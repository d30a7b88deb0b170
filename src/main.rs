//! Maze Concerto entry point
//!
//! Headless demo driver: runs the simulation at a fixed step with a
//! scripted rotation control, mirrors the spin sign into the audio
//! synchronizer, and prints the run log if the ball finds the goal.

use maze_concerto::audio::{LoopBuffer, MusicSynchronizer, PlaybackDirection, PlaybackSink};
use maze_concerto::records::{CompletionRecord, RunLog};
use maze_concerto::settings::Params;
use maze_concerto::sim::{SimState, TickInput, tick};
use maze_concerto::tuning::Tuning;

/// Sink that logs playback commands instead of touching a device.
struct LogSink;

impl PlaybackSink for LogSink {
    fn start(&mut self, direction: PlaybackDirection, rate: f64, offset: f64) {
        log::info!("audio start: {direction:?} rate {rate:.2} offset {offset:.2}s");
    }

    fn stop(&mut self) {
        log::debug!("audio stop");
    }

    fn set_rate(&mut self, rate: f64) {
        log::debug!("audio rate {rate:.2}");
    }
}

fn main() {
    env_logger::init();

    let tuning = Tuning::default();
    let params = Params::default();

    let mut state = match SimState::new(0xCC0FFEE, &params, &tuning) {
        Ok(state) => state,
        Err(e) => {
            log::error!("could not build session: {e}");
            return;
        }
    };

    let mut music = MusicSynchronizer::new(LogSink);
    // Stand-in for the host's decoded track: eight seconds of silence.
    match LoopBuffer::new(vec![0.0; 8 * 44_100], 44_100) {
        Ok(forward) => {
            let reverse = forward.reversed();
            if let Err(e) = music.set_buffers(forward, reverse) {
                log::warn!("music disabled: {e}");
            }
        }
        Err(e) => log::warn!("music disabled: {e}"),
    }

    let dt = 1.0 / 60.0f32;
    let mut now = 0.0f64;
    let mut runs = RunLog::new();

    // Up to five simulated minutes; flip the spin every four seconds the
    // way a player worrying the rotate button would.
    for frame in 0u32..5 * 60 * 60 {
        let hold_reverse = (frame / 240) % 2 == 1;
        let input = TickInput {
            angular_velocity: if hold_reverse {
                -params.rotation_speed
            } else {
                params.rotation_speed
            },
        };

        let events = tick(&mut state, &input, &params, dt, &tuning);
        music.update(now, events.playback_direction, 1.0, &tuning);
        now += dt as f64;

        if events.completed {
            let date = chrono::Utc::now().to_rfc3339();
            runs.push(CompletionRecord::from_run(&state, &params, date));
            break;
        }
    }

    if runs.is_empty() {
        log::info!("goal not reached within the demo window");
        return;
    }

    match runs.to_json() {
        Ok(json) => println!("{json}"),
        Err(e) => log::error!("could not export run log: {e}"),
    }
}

### Task requirements
Each line of the listing above that contains the word "offset" is to be copied.

### Result of this task
    fn start(&mut self, direction: PlaybackDirection, rate: f64, offset: f64) {
        log::info!("audio start: {direction:?} rate {rate:.2} offset {offset:.2}s");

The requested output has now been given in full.